- DATA SUPPLIED -
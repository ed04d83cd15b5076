//! Store key generation for rate limited subjects.

use crate::error::{RateWindowError, Result};

/// Separator between key segments.
const SEPARATOR: char = ':';

/// A key that uniquely identifies the event set of one subject under one rule.
///
/// Rendered as `{prefix}:{rule}:{subject}`, always with all three segments.
/// Prefix and rule may not contain `:`, so the first two separators always
/// delimit them and the subject is free-form. An ad hoc check has an empty
/// rule segment (`{prefix}::{subject}`), which no named rule can produce.
#[derive(Debug, Clone, PartialEq, Eq, Hash)]
pub struct WindowKey {
    /// Namespace shared by every key this process writes
    pub prefix: String,
    /// Name of the rule the subject is limited by; empty for ad hoc checks
    pub rule: String,
    /// The rate limited subject, e.g. a client identity or route
    pub subject: String,
}

impl WindowKey {
    /// Create a new window key.
    ///
    /// The subject must not be empty. Prefix and rule must not contain `:`.
    pub fn new(prefix: &str, rule: &str, subject: &str) -> Result<Self> {
        if subject.is_empty() {
            return Err(RateWindowError::InvalidArgument(
                "subject must not be empty".to_string(),
            ));
        }
        for (what, segment) in [("prefix", prefix), ("rule", rule)] {
            if segment.contains(SEPARATOR) {
                return Err(RateWindowError::InvalidArgument(format!(
                    "{} '{}' must not contain '{}'",
                    what, segment, SEPARATOR
                )));
            }
        }

        Ok(Self {
            prefix: prefix.to_string(),
            rule: rule.to_string(),
            subject: subject.to_string(),
        })
    }

    /// Convert the key to the string stored in the backend.
    pub fn to_store_key(&self) -> String {
        format!(
            "{}{sep}{}{sep}{}",
            self.prefix,
            self.rule,
            self.subject,
            sep = SEPARATOR
        )
    }
}

impl std::fmt::Display for WindowKey {
    fn fmt(&self, f: &mut std::fmt::Formatter<'_>) -> std::fmt::Result {
        write!(f, "{}", self.to_store_key())
    }
}
//! Named limit rules and their configuration.
//!
//! A rule pairs a limit with a window length under a name, so callers ask
//! "is `client_a` over the `login` limit?" instead of passing raw numbers
//! on every call. Rules are loaded from YAML, either as a bare list or
//! under a `rules:` key.

use serde::{Deserialize, Serialize};
use std::collections::HashSet;
use std::path::Path;
use std::time::Duration;
use tracing::info;

use crate::error::{RateWindowError, Result};

/// A set of named rules.
#[derive(Debug, Clone, Default, Serialize, Deserialize)]
pub struct RuleSet {
    #[serde(default)]
    pub rules: Vec<LimitRule>,
}

/// A limit applied to every subject checked under this rule's name.
#[derive(Debug, Clone, PartialEq, Eq, Serialize, Deserialize)]
pub struct LimitRule {
    /// Name callers refer to the rule by; also part of the store key
    pub name: String,
    /// Events allowed within the window before the subject is over limit
    pub limit: u64,
    /// Length of the trailing window in milliseconds
    pub window_ms: u64,
    /// Optional human-readable description
    #[serde(default, skip_serializing_if = "Option::is_none")]
    pub description: Option<String>,
}

impl LimitRule {
    /// Create a rule. The window must be at least one millisecond and fit
    /// in a `u64` count of milliseconds.
    pub fn new(name: &str, limit: u64, window: Duration) -> Result<Self> {
        let window_ms = u64::try_from(window.as_millis()).map_err(|_| {
            RateWindowError::InvalidArgument(format!("window {:?} is too large", window))
        })?;
        if window_ms == 0 {
            return Err(RateWindowError::InvalidArgument(format!(
                "window {:?} is shorter than one millisecond",
                window
            )));
        }

        Ok(Self {
            name: name.to_string(),
            limit,
            window_ms,
            description: None,
        })
    }

    /// The trailing window this rule counts over.
    pub fn window(&self) -> Duration {
        Duration::from_millis(self.window_ms)
    }
}

impl RuleSet {
    /// Create an empty rule set.
    pub fn new() -> Self {
        Self::default()
    }

    /// Build a rule set from rules, validating them.
    pub fn from_rules(rules: Vec<LimitRule>) -> Result<Self> {
        let set = Self { rules };
        set.validate()?;
        Ok(set)
    }

    /// Load rules from a YAML file.
    pub fn from_file<P: AsRef<Path>>(path: P) -> Result<Self> {
        let path = path.as_ref();
        info!(path = %path.display(), "Loading limit rules");

        let contents = std::fs::read_to_string(path)?;
        Self::from_yaml(&contents)
    }

    /// Load rules from a YAML string.
    pub fn from_yaml(yaml: &str) -> Result<Self> {
        // First, try a bare list of rules
        if let Ok(rules) = serde_yaml::from_str::<Vec<LimitRule>>(yaml) {
            return Self::from_rules(rules);
        }

        // Otherwise, expect the rules under a `rules:` key
        let set: RuleSet = serde_yaml::from_str(yaml)
            .map_err(|e| RateWindowError::Config(format!("Failed to parse limit rules: {}", e)))?;
        set.validate()?;
        Ok(set)
    }

    /// Check that every rule is usable and names are unique.
    pub fn validate(&self) -> Result<()> {
        let mut seen = HashSet::new();
        for rule in &self.rules {
            if rule.name.is_empty() {
                return Err(RateWindowError::Config(
                    "limit rule with empty name".to_string(),
                ));
            }
            if rule.name.contains(':') {
                return Err(RateWindowError::Config(format!(
                    "limit rule name '{}' must not contain ':'",
                    rule.name
                )));
            }
            if rule.window_ms == 0 {
                return Err(RateWindowError::Config(format!(
                    "limit rule '{}' has a zero window",
                    rule.name
                )));
            }
            if !seen.insert(rule.name.as_str()) {
                return Err(RateWindowError::Config(format!(
                    "duplicate limit rule '{}'",
                    rule.name
                )));
            }
        }
        Ok(())
    }

    /// Find a rule by name.
    pub fn find(&self, name: &str) -> Option<&LimitRule> {
        self.rules.iter().find(|rule| rule.name == name)
    }

    /// Add rules from `other`, replacing same-named ones.
    pub fn merge(&mut self, other: RuleSet) {
        for rule in other.rules {
            match self.rules.iter_mut().find(|r| r.name == rule.name) {
                Some(existing) => *existing = rule,
                None => self.rules.push(rule),
            }
        }
    }

    pub fn len(&self) -> usize {
        self.rules.len()
    }

    pub fn is_empty(&self) -> bool {
        self.rules.is_empty()
    }
}

#[cfg(test)]
mod tests {
    use super::*;

    #[test]
    fn test_parse_rule_list() {
        let yaml = r#"
- name: login
  limit: 10
  window_ms: 1000
- name: search
  limit: 100
  window_ms: 60000
"#;
        let rules = RuleSet::from_yaml(yaml).unwrap();
        assert_eq!(rules.len(), 2);
        assert_eq!(rules.find("search").unwrap().window(), Duration::from_secs(60));
    }

    #[test]
    fn test_parse_rules_key() {
        let yaml = r#"
rules:
  - name: login
    limit: 10
    window_ms: 1000
    description: Password attempts per client
"#;
        let rules = RuleSet::from_yaml(yaml).unwrap();
        let login = rules.find("login").unwrap();
        assert_eq!(login.limit, 10);
        assert_eq!(login.window(), Duration::from_secs(1));
        assert_eq!(
            login.description.as_deref(),
            Some("Password attempts per client")
        );
    }

    #[test]
    fn test_find_missing_rule() {
        let rules =
            RuleSet::from_rules(vec![LimitRule::new("login", 10, Duration::from_secs(1)).unwrap()])
                .unwrap();
        assert!(rules.find("other").is_none());
    }

    #[test]
    fn test_zero_window_rejected() {
        let yaml = r#"
- name: broken
  limit: 10
  window_ms: 0
"#;
        let result = RuleSet::from_yaml(yaml);
        assert!(matches!(result, Err(RateWindowError::Config(_))));
    }

    #[test]
    fn test_duplicate_names_rejected() {
        let result = RuleSet::from_rules(vec![
            LimitRule::new("login", 10, Duration::from_secs(1)).unwrap(),
            LimitRule::new("login", 20, Duration::from_secs(2)).unwrap(),
        ]);
        assert!(matches!(result, Err(RateWindowError::Config(_))));
    }

    #[test]
    fn test_separator_in_name_rejected() {
        let yaml = r#"
- name: "login:v2"
  limit: 10
  window_ms: 1000
"#;
        let result = RuleSet::from_yaml(yaml);
        assert!(matches!(result, Err(RateWindowError::Config(_))));
    }

    #[test]
    fn test_new_rejects_unrepresentable_windows() {
        let result = LimitRule::new("fast", 10, Duration::from_micros(500));
        assert!(matches!(result, Err(RateWindowError::InvalidArgument(_))));

        let result = LimitRule::new("forever", 10, Duration::MAX);
        assert!(matches!(result, Err(RateWindowError::InvalidArgument(_))));

        let rule = LimitRule::new("edge", 10, Duration::from_micros(1500)).unwrap();
        assert_eq!(rule.window_ms, 1);
    }

    #[test]
    fn test_malformed_yaml_rejected() {
        let result = RuleSet::from_yaml("rules: [not, a, rule]");
        assert!(matches!(result, Err(RateWindowError::Config(_))));
    }

    #[test]
    fn test_merge_replaces_same_name() {
        let mut rules = RuleSet::from_rules(vec![
            LimitRule::new("login", 10, Duration::from_secs(1)).unwrap(),
            LimitRule::new("search", 100, Duration::from_secs(60)).unwrap(),
        ])
        .unwrap();

        rules.merge(
            RuleSet::from_rules(vec![
                LimitRule::new("login", 5, Duration::from_secs(1)).unwrap(),
                LimitRule::new("upload", 3, Duration::from_secs(10)).unwrap(),
            ])
            .unwrap(),
        );

        assert_eq!(rules.len(), 3);
        assert_eq!(rules.find("login").unwrap().limit, 5);
        assert_eq!(rules.find("upload").unwrap().limit, 3);
    }
}
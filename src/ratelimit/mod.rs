//! Sliding-window rate limiting.

mod counter;
mod key;
mod limiter;
mod rules;

pub use counter::{check_and_record, WindowCounter, WindowStatus};
pub use key::WindowKey;
pub use limiter::{or_fail_open, OverallStatus, RateLimiter, DEFAULT_KEY_PREFIX};
pub use rules::{LimitRule, RuleSet};
//! Error types for the ratewindow crate.

use thiserror::Error;

use crate::store::StoreError;

/// Main error type for ratewindow operations.
#[derive(Error, Debug)]
pub enum RateWindowError {
    /// Configuration-related errors
    #[error("Configuration error: {0}")]
    Config(String),

    /// Rejected before the store was touched
    #[error("Invalid argument: {0}")]
    InvalidArgument(String),

    /// The atomic batch against the backing store failed
    #[error("Store transaction failed: {0}")]
    Store(#[from] StoreError),

    /// I/O errors
    #[error("I/O error: {0}")]
    Io(#[from] std::io::Error),
}

/// Result type alias for ratewindow operations.
pub type Result<T> = std::result::Result<T, RateWindowError>;
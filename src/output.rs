use crate::error::Result;
use crate::plugin::row::Row;
use crate::plugin::table::Table;
use std::io::{self, Write};

/// Writes a line to stdout and, when given, to `copy` as well.
///
/// A failing stdout is logged, not returned; the copy must succeed.
pub fn println(message: &str, copy: &mut Option<&mut dyn Write>) -> io::Result<()> {
    if let Err(e) = writeln!(io::stdout(), "{message}") {
        tracing::error!(error = %e, "failed to write to stdout");
    }

    if let Some(w) = copy {
        writeln!(w, "{message}")?;
    }

    Ok(())
}

/// One `name<TAB>description` line per registered table.
pub fn print_tables(tables: &[Table], copy: &mut Option<&mut dyn Write>) -> io::Result<()> {
    for table in tables {
        println(&format!("{}\t{}", table.name, table.description), copy)?;
    }
    Ok(())
}

/// One `name<TAB>TYPE<TAB>description` line per column, in declaration order.
pub fn print_columns(table: &Table, copy: &mut Option<&mut dyn Write>) -> io::Result<()> {
    for column in &table.columns {
        println(
            &format!(
                "{}\t{}\t{}",
                column.name, column.column_type, column.description
            ),
            copy,
        )?;
    }
    Ok(())
}

/// Each row as a single-line JSON object.
pub fn print_rows(rows: &[Row], copy: &mut Option<&mut dyn Write>) -> Result<()> {
    for row in rows {
        println(&serde_json::to_string(row)?, copy)?;
    }
    Ok(())
}
pub mod client;
pub mod options;
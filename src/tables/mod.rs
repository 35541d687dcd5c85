pub mod issue;
pub mod project;
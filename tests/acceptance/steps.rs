use crate::{GitlabWorld, Upstream};
use cucumber::gherkin::Step;
use cucumber::{given, then, when};
use serde_json::{Value, json};
use wiremock::matchers::{method, path, query_param};
use wiremock::{Mock, MockServer, ResponseTemplate};

const TEST_TOKEN: &str = "test-token";

async fn upstream(world: &mut GitlabWorld) -> &MockServer {
    if world.upstream.is_none() {
        let server = MockServer::start().await;
        world
            .env
            .insert("GITLAB_ADDR".to_string(), format!("{}/api/v4", server.uri()));
        world
            .env
            .insert("GITLAB_TOKEN".to_string(), TEST_TOKEN.to_string());
        world.upstream = Some(Upstream(server));
    }
    &world
        .upstream
        .as_ref()
        .expect("upstream should be running")
        .0
}

fn page(body: Value, next_page: &str) -> ResponseTemplate {
    ResponseTemplate::new(200)
        .set_body_json(body)
        .insert_header("X-Next-Page", next_page)
}

fn output(world: &GitlabWorld) -> String {
    String::from_utf8(world.captured_output.clone()).expect("Invalid UTF-8")
}

fn run_error(world: &GitlabWorld) -> String {
    match &world.run_result {
        Some(Err(err)) => err.to_string(),
        other => panic!("Command should have failed but got: {:?}", other),
    }
}

#[given(regex = r#"^the environment variable (\w+) is "(.*)"$"#)]
async fn given_env_var(world: &mut GitlabWorld, name: String, value: String) {
    world.env.insert(name, value);
}

#[given("a GitLab server with projects:")]
async fn given_server_with_projects(world: &mut GitlabWorld, step: &Step) {
    let table = step.table.as_ref().expect("Expected a projects table");
    let projects: Vec<Value> = table
        .rows
        .iter()
        .skip(1)
        .map(|row| {
            let id: i64 = row[0].trim().parse().expect("project id must be an integer");
            json!({
                "id": id,
                "name": row[1].trim(),
                "path_with_namespace": format!("acme/{}", row[1].trim()),
            })
        })
        .collect();

    let server = upstream(world).await;

    Mock::given(method("GET"))
        .and(path("/api/v4/projects"))
        .respond_with(page(Value::Array(projects.clone()), ""))
        .mount(server)
        .await;

    for project in projects {
        Mock::given(method("GET"))
            .and(path(format!("/api/v4/projects/{}", project["id"])))
            .respond_with(ResponseTemplate::new(200).set_body_json(project))
            .mount(server)
            .await;
    }
}

#[given(regex = r"^a GitLab server with (\d+) pages of projects$")]
async fn given_server_with_project_pages(world: &mut GitlabWorld, pages: u32) {
    let server = upstream(world).await;

    for page_no in 1..=pages {
        // Two projects per page, one on the last.
        let count = if page_no == pages { 1 } else { 2 };
        let body: Vec<Value> = (0..count)
            .map(|i| json!({"id": page_no * 10 + i, "name": format!("project-{page_no}-{i}")}))
            .collect();
        let next = if page_no == pages {
            String::new()
        } else {
            (page_no + 1).to_string()
        };

        Mock::given(method("GET"))
            .and(path("/api/v4/projects"))
            .and(query_param("page", page_no.to_string()))
            .respond_with(page(Value::Array(body), &next))
            .expect(1)
            .mount(server)
            .await;
    }
}

#[given(regex = r"^a GitLab server with issues in project (\d+)$")]
async fn given_server_with_project_issues(world: &mut GitlabWorld, project_id: i64) {
    let server = upstream(world).await;
    let issues_path = format!("/api/v4/projects/{project_id}/issues");

    Mock::given(method("GET"))
        .and(path(issues_path.clone()))
        .and(query_param("page", "1"))
        .respond_with(page(
            json!([{"id": 1, "project_id": project_id, "title": "First", "state": "opened"}]),
            "2",
        ))
        .expect(1)
        .mount(server)
        .await;
    Mock::given(method("GET"))
        .and(path(issues_path))
        .and(query_param("page", "2"))
        .respond_with(page(
            json!([{"id": 2, "project_id": project_id, "title": "Second", "state": "closed"}]),
            "",
        ))
        .expect(1)
        .mount(server)
        .await;
}

#[given(regex = r#"^the connection config points at the GitLab server with token "(.*)"$"#)]
async fn given_connection_config(world: &mut GitlabWorld, token: String) {
    let base_url = format!("{}/api/v4", upstream(world).await.uri());
    let dir = tempfile::tempdir().expect("Failed to create connection config dir");
    let content = json!({"base_url": base_url, "token": token}).to_string();
    std::fs::write(dir.path().join("connection.json"), content)
        .expect("Failed to write connection config");
    world.connection_dir = Some(dir);
}

#[when(regex = r"^I run `gitlab-tables(.*)`$")]
async fn when_run_gitlab_tables(world: &mut GitlabWorld, command: String) {
    let mut args = vec!["gitlab-tables".to_string()];
    args.extend(command.split_whitespace().map(str::to_string));

    if world.connection_dir.is_none() {
        world.connection_dir =
            Some(tempfile::tempdir().expect("Failed to create connection config dir"));
    }
    let dir = world
        .connection_dir
        .as_ref()
        .map(|d| d.path().to_path_buf());
    let env = world.env.clone();

    let mut buffer: Vec<u8> = Vec::new();
    let writer_option: Option<&mut dyn std::io::Write> = Some(&mut buffer);

    let result = gitlab_tables::run::run(
        args,
        move |key| env.get(key).cloned(),
        dir.as_deref(),
        writer_option,
    )
    .await;

    world.captured_output = buffer;
    world.run_result = Some(result);
}

#[then("the command should succeed")]
async fn then_command_should_succeed(world: &mut GitlabWorld) {
    match &world.run_result {
        Some(Ok(())) => {}
        other => panic!("Command failed: {:?}", other),
    }
}

#[then(regex = r#"^the error should be "(.*)"$"#)]
async fn then_error_should_be(world: &mut GitlabWorld, expected: String) {
    assert_eq!(run_error(world), expected);
}

#[then(regex = r#"^the error should contain "(.*)"$"#)]
async fn then_error_should_contain(world: &mut GitlabWorld, expected: String) {
    let error = run_error(world);
    assert!(
        error.contains(&expected),
        "Expected error to contain '{}', but got:\n---\n{}\n---",
        expected,
        error
    );
}

#[then(regex = r"^the output should contain (\d+) rows$")]
async fn then_output_should_contain_rows(world: &mut GitlabWorld, count: usize) {
    let output = output(world);
    let rows = output
        .lines()
        .filter(|line| {
            serde_json::from_str::<Value>(line)
                .map(|v| v.is_object())
                .unwrap_or(false)
        })
        .count();
    assert_eq!(
        rows, count,
        "Expected {} rows, but got:\n---\n{}\n---",
        count, output
    );
}

#[then(regex = r#"^the output should contain "(.*)"$"#)]
async fn then_output_should_contain(world: &mut GitlabWorld, expected: String) {
    let output = output(world);
    assert!(
        output.contains(&expected),
        "Expected output to contain '{}', but got:\n---\n{}\n---",
        expected,
        output
    );
}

- BRIEF -
Taking the records above, retype every line from the one with "type for ratewindow operations." down to the one with "backing store failed", exactly and with nothing else.

- EXERCISE RESULT -
/// Main error type for ratewindow operations.
#[derive(Error, Debug)]
pub enum RateWindowError {
    /// Configuration-related errors
    #[error("Configuration error: {0}")]
    Config(String),

    /// Rejected before the store was touched
    #[error("Invalid argument: {0}")]
    InvalidArgument(String),

    /// The atomic batch against the backing store failed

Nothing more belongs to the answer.